Much Ado About Immigration

Due to Robert Sarvis’ supposedly controversial position on immigration and Hanover County’s recent kerfuffle over the matter, I have given a great deal of thought to the issue of immigration and am convinced that the framework of the discussion lacks a great deal of clarity and integrity. I intend to clarify the issue and offer a solution which fits the nature of each of the problems associated with the topic of “immigration reform”.

When discussing immigration reform, one must deduce that we are referring to our nations immigration laws. In this respect, we have but three choices: To follow the laws as they are. To change the laws (reform). Or to leave the laws as they are, but refuse to follow them.

If we accept that the laws currently on the books are sufficient, if enforced, to adequately control legal immigration into this country, then the discussion ought to be directed toward a defense of our current laws, reference to the success and benefit of those laws, and a demand for an explanation from opponents as to why those laws are not, in fact, sufficient.

If we want to reform our laws, then we must begin with an objective purpose to which our reforms are a suggested course of action. For example, a common Libertarian Reform idea is to dramatically increase access to legal immigration regardless of nationality, income, education, religion, etc. Coupled with enforcement of our borders, something currently lacking, the ideas goes, that we could increase our population legally, with less hoops and red tape, which would reduce the incidence of illegal immigration, making the enforcement of our borders easier and less economically burdensome to the tax payer. This is the reform platform that I support.

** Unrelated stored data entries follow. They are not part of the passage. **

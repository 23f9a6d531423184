//! Core types and trait definitions for the SortingHat identity registry.
//!
//! This crate is deliberately free of HTTP and database dependencies. It holds
//! the data model, the error taxonomy, the identity hasher, the enrollment
//! period algebra, and the store abstraction every other crate builds on.

// We intentionally use native `async fn` in traits (stabilised in Rust 1.75).
// Suppress the advisory lint about `Send` bounds on the returned futures.
#![allow(async_fn_in_trait)]

pub mod context;
pub mod error;
pub mod hash;
pub mod journal;
pub mod model;
pub mod period;
pub mod store;
pub mod tenancy;

pub use context::Ctx;
pub use error::{Error, Result};
pub use period::Period;
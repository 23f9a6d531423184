//! Error taxonomy shared by every SortingHat crate.
//!
//! Each variant maps to a stable numeric code (see [`Error::code`]) that
//! boundary adapters forward to their transport.

use thiserror::Error;

#[derive(Debug, Error)]
pub enum Error {
  /// Malformed input: bad date, unknown country, empty identity tuple,
  /// self-merge and the like.
  #[error("invalid value: {0}")]
  InvalidValue(String),

  #[error("{entity} {key} not found")]
  NotFound { entity: &'static str, key: String },

  /// Unique-key collision. `existing` is the primary key already stored;
  /// the importer relies on it to pivot into a merge.
  #[error("{entity} {existing} already exists")]
  AlreadyExists {
    entity:   &'static str,
    existing: String,
  },

  #[error("individual {0} is locked")]
  Locked(String),

  #[error("range {start}..{end} for {group} is enclosed by an existing enrollment")]
  DuplicateRange {
    group: String,
    start: String,
    end:   String,
  },

  #[error("unable to load {record}: {cause}")]
  LoadError { record: String, cause: String },

  #[error("invalid format{}: {cause}", at_line(.line))]
  InvalidFormat { cause: String, line: Option<usize> },

  /// Store-level isolation failure; the caller may retry.
  #[error("conflict: {0}")]
  Conflict(String),

  #[error("request cancelled before commit")]
  Cancelled,

  #[error("storage error: {0}")]
  Storage(#[source] Box<dyn std::error::Error + Send + Sync>),
}

impl Error {
  pub fn not_found(entity: &'static str, key: impl Into<String>) -> Self {
    Self::NotFound { entity, key: key.into() }
  }

  pub fn already_exists(entity: &'static str, existing: impl Into<String>) -> Self {
    Self::AlreadyExists { entity, existing: existing.into() }
  }

  pub fn invalid(message: impl Into<String>) -> Self {
    Self::InvalidValue(message.into())
  }

  /// Numeric code carried alongside the human message at the boundary.
  pub fn code(&self) -> u16 {
    match self {
      Self::InvalidValue(_) => 1001,
      Self::NotFound { .. } => 1002,
      Self::AlreadyExists { .. } => 1003,
      Self::Locked(_) => 1004,
      Self::DuplicateRange { .. } => 1005,
      Self::LoadError { .. } => 1006,
      Self::InvalidFormat { .. } => 1007,
      Self::Conflict(_) => 1008,
      Self::Cancelled => 1009,
      Self::Storage(_) => 1500,
    }
  }

  /// The existing key of an [`Error::AlreadyExists`], if that is what this is.
  pub fn existing_key(&self) -> Option<&str> {
    match self {
      Self::AlreadyExists { existing, .. } => Some(existing),
      _ => None,
    }
  }
}

impl From<serde_json::Error> for Error {
  fn from(e: serde_json::Error) -> Self { Self::Storage(Box::new(e)) }
}

fn at_line(line: &Option<usize>) -> String {
  line.map(|l| format!(" at line {l}")).unwrap_or_default()
}

pub type Result<T, E = Error> = std::result::Result<T, E>;
use crate::exif::{ExifStatus, ImageMetadata};
use crate::report::VideoMetadata;
use serde::{Deserialize, Serialize};
use std::path::PathBuf;

/// Every display answer for one file, computed from a single decode.
#[derive(Debug, Clone, PartialEq, Deserialize, Serialize)]
#[serde(tag = "kind", rename_all = "camelCase")]
pub enum InspectResult {
    Image(ImageReport),
    Video(VideoReport),
}

#[derive(Debug, Clone, PartialEq, Deserialize, Serialize)]
#[serde(rename_all = "camelCase")]
pub struct ImageReport {
    pub path: PathBuf,
    /// Non-success means the answers below may be incomplete.
    pub status: ExifStatus,
    pub capture_date: String,
    pub hardware: String,
    pub dimensions: String,
    pub f_stop: String,
    pub exposure: String,
    pub iso: String,
    pub exposure_bias: String,
    pub focal_length_standard: String,
    pub focal_length: String,
    pub flash_fired: bool,
    pub exif: ImageMetadata,
}

impl ImageReport {
    pub fn new(path: PathBuf, exif: ImageMetadata, status: ExifStatus) -> Self {
        Self {
            path,
            status,
            capture_date: exif.capture_date(),
            hardware: exif.hardware(),
            dimensions: exif.dimensions(),
            f_stop: exif.f_stop(),
            exposure: exif.exposure(),
            iso: exif.iso(),
            exposure_bias: exif.exposure_bias_ev(),
            focal_length_standard: exif.focal_length_standard(),
            focal_length: exif.focal_length_mm(),
            flash_fired: exif.flash_fired(),
            exif,
        }
    }
}

#[derive(Debug, Clone, PartialEq, Eq, Deserialize, Serialize)]
#[serde(rename_all = "camelCase")]
pub struct VideoReport {
    pub path: PathBuf,
    pub date: String,
    pub dimensions: String,
    pub duration: String,
    pub multiplexing_application: String,
    pub writing_application: String,
    pub document_type: String,
    pub codec_id: String,
    /// The recognised report lines, in order.
    pub lines: Vec<String>,
}

impl VideoReport {
    pub fn new(path: PathBuf, metadata: &VideoMetadata) -> Self {
        Self {
            path,
            date: metadata.date(),
            dimensions: metadata.dimensions(),
            duration: metadata.duration(),
            multiplexing_application: metadata.multiplexing_application(),
            writing_application: metadata.writing_application(),
            document_type: metadata.document_type(),
            codec_id: metadata.codec_id(),
            lines: metadata.lines().to_vec(),
        }
    }
}
use std::path::PathBuf;
use std::time::Duration;
use thiserror::Error;

/// The primary error type for the media-inspector crate.
///
/// Query methods on [`crate::MediaInspector`] never return this; they log it and
/// fall back to the documented default answer instead.
#[derive(Error, Debug)]
pub enum MediaInspectorError {
    #[error("I/O error: {0}")]
    Io(#[from] std::io::Error),

    // --- Report tool ---
    #[error("Failed to start the container report tool `{}`: {}", .program.display(), .source)]
    ReportSpawn {
        program: PathBuf,
        source: std::io::Error,
    },

    #[error("The container report tool did not finish within {0:?}")]
    ReportTimeout(Duration),

    #[error("`{}` is neither a supported image nor a supported video file", .0.display())]
    UnsupportedMedia(PathBuf),

    // --- Housekeeping ---
    #[error("Could not determine the home directory")]
    NoHomeDirectory,
}
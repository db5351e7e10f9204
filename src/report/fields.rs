use serde::{Deserialize, Serialize};

/// A field the container report tool prints, recognised by label.
#[derive(Debug, Clone, Copy, PartialEq, Eq, PartialOrd, Ord, Hash, Deserialize, Serialize)]
#[serde(rename_all = "camelCase")]
pub enum ReportField {
    Duration,
    Title,
    MultiplexingApplication,
    WritingApplication,
    TrackNumber,
    TrackType,
    CodecId,
    PixelWidth,
    PixelHeight,
    Channels,
    SamplingFrequency,
    Date,
    DocumentType,
}

/// Label table. A line belongs to a field when it contains any of the field's labels;
/// one line may belong to several fields.
pub const FIELD_LABELS: &[(ReportField, &[&str])] = &[
    (ReportField::Duration, &["Duration"]),
    (ReportField::Title, &["Title"]),
    (
        ReportField::MultiplexingApplication,
        &["Multiplexing application", "Muxing application"],
    ),
    (ReportField::WritingApplication, &["Writing application"]),
    (ReportField::TrackNumber, &["Track number"]),
    (ReportField::TrackType, &["Track type"]),
    (ReportField::CodecId, &["Codec ID"]),
    (ReportField::PixelWidth, &["Pixel width"]),
    (ReportField::PixelHeight, &["Pixel height"]),
    (ReportField::Channels, &["Channels"]),
    (ReportField::SamplingFrequency, &["Sampling frequency"]),
    (ReportField::Date, &["Date"]),
    (ReportField::DocumentType, &["Document type"]),
];

impl ReportField {
    pub fn labels(self) -> &'static [&'static str] {
        FIELD_LABELS
            .iter()
            .find(|(field, _)| *field == self)
            .map(|(_, labels)| *labels)
            .unwrap_or_default()
    }

    pub fn matches(self, line: &str) -> bool {
        self.labels().iter().any(|label| line.contains(label))
    }
}

/// The display queries answered from a report, each with the exact string returned
/// when the report doesn't carry the field.
#[derive(Debug, Clone, Copy, PartialEq, Eq, Deserialize, Serialize)]
#[serde(rename_all = "camelCase")]
pub enum VideoQuery {
    Date,
    Dimensions,
    Duration,
    MultiplexingApplication,
    WritingApplication,
    DocumentType,
    CodecId,
}

impl VideoQuery {
    pub const ALL: [VideoQuery; 7] = [
        Self::Date,
        Self::Dimensions,
        Self::Duration,
        Self::MultiplexingApplication,
        Self::WritingApplication,
        Self::DocumentType,
        Self::CodecId,
    ];

    pub const fn default_answer(self) -> &'static str {
        match self {
            Self::Date => "Date not found.",
            Self::Dimensions => "Dimensions not found.",
            Self::Duration => "Duration not found.",
            Self::MultiplexingApplication => "Multiplexing Application: Not found",
            Self::WritingApplication => "",
            Self::DocumentType => "File Type: Not found",
            Self::CodecId => "Codec ID: Not found",
        }
    }
}

#[cfg(test)]
mod tests {
    use super::*;

    #[test]
    fn test_every_field_has_labels() {
        for (field, labels) in FIELD_LABELS {
            assert!(!labels.is_empty(), "{field:?} has no labels");
            assert_eq!(field.labels(), *labels);
        }
        assert_eq!(FIELD_LABELS.len(), 13);
    }

    #[test]
    fn test_matching_is_case_sensitive_substring() {
        assert!(ReportField::Duration.matches("| + Duration: 00:00:10.000000000"));
        assert!(!ReportField::Duration.matches("|  + Default duration: 33.367ms"));
        assert!(ReportField::MultiplexingApplication.matches("| + Muxing application: libebml"));
        assert!(ReportField::CodecId.matches("|  + Codec ID: V_MPEG4/ISO/AVC"));
    }
}
use serde::{Deserialize, Serialize};

/// Outcome of an EXIF parse.
///
/// Anything other than [`ExifStatus::Success`] means the record may be incomplete,
/// not that it is empty: fields decoded before the failure point are kept.
#[derive(Debug, Clone, Copy, PartialEq, Eq, Deserialize, Serialize)]
#[repr(u16)]
pub enum ExifStatus {
    Success = 0,
    /// The buffer is neither a JPEG stream nor a bare TIFF/EXIF payload.
    NoJpeg = 1982,
    /// A JPEG stream without an EXIF APP1 segment.
    NoExif = 1983,
    /// The TIFF header declares neither `II` nor `MM` byte order.
    UnknownByteAlign = 1984,
    /// Truncated header, bad magic, or a directory running past the end of the buffer.
    Corrupt = 1985,
}

impl ExifStatus {
    pub const fn code(self) -> u16 {
        self as u16
    }

    pub const fn is_success(self) -> bool {
        matches!(self, Self::Success)
    }
}

/// Location decoded from the GPS IFD.
///
/// Coordinates are signed decimal degrees (south and west are negative), altitude
/// is in metres (below sea level is negative).
#[derive(Debug, Clone, Default, PartialEq, Deserialize, Serialize)]
#[serde(rename_all = "camelCase")]
pub struct GpsInfo {
    pub latitude: Option<f64>,
    pub longitude: Option<f64>,
    pub altitude: Option<f64>,
}

/// The decoded EXIF record of one image.
///
/// Every field is `None` until the matching tag was found. Rationals are stored as
/// their `f64` quotient.
#[derive(Debug, Clone, Default, PartialEq, Deserialize, Serialize)]
#[serde(rename_all = "camelCase")]
pub struct ImageMetadata {
    pub image_description: Option<String>,
    pub make: Option<String>,
    pub model: Option<String>,
    pub software: Option<String>,
    pub copyright: Option<String>,
    pub orientation: Option<u16>,
    /// `YYYY:MM:DD HH:MM:SS`, last modification.
    pub date_time: Option<String>,
    /// `YYYY:MM:DD HH:MM:SS`, moment of capture.
    pub date_time_original: Option<String>,
    pub date_time_digitized: Option<String>,
    pub sub_sec_time_original: Option<String>,
    pub image_width: Option<u32>,
    pub image_height: Option<u32>,
    /// Aperture as an f-number.
    pub f_number: Option<f64>,
    /// Seconds.
    pub exposure_time: Option<f64>,
    pub exposure_program: Option<u16>,
    pub iso_speed: Option<u32>,
    /// APEX units.
    pub shutter_speed_value: Option<f64>,
    /// EV stops.
    pub exposure_bias: Option<f64>,
    /// Metres.
    pub subject_distance: Option<f64>,
    pub metering_mode: Option<u16>,
    /// The raw EXIF flash bitfield; bit 0 is "flash fired".
    pub flash: Option<u16>,
    /// Millimetres.
    pub focal_length: Option<f64>,
    pub focal_length_35mm: Option<u16>,
    pub lens_make: Option<String>,
    pub lens_model: Option<String>,
    pub gps: Option<GpsInfo>,
}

If we believe that our current laws are sufficient, but that they simply do not always need to be enforced, then we must justify our tolerance of “arbitrary law”, laws which affect some people differently than others; which, in a literal sense, eradicates our tradition of “equality before the law”.

That said, whether we seek to undermine the philosophical foundations of our republic, reform our system, or fight to enforce the system already in place, we need to have a clear understanding of the objectives of our immigration policies. Obviously, the purpose of an immigration policy is not to “keep out foreigners”. Rather, the purpose is to control and oversee the process of naturalization, weed out unwanted threats to our society, and to operate a registration process which allows us to keep track of who is coming in to our country and from where.

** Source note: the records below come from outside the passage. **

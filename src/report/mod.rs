//! Parsing of the text report a container inspection tool (`mkvinfo`) prints for a video.
//!
//! The report is decoded once into a [`VideoMetadata`]; every display query is then
//! answered from that record with first-match-wins semantics and a fixed default string
//! per query.
mod fields;
mod parsing;
mod runner;
mod structs;

pub use fields::{FIELD_LABELS, ReportField, VideoQuery};
pub use parsing::{VIDEO_DATE_DISPLAY, format_report_date, line_value};
pub use runner::run_report_tool;
pub use structs::VideoMetadata;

Controlling and overseeing a legal process of immigration seems to be something that almost everyone can agree to; where we get into trouble is when we discuss our definitions of “unwanted threats to our society”. Is poverty an unwanted threat? By itself, poverty is certainly not a threat to our republic, until you consider our very expensive welfare state. Should citizens from other countries be allowed to move to America and avail themselves of taxpayer money set aside for US citizens? Should we allow foreign born immigrants to enter our society before receiving the vaccinations that US born citizens have undergone to ward off the threat of epidemic disease? Should foreign born citizens learn the common tongue of our nation, as we have done, before becoming naturalized?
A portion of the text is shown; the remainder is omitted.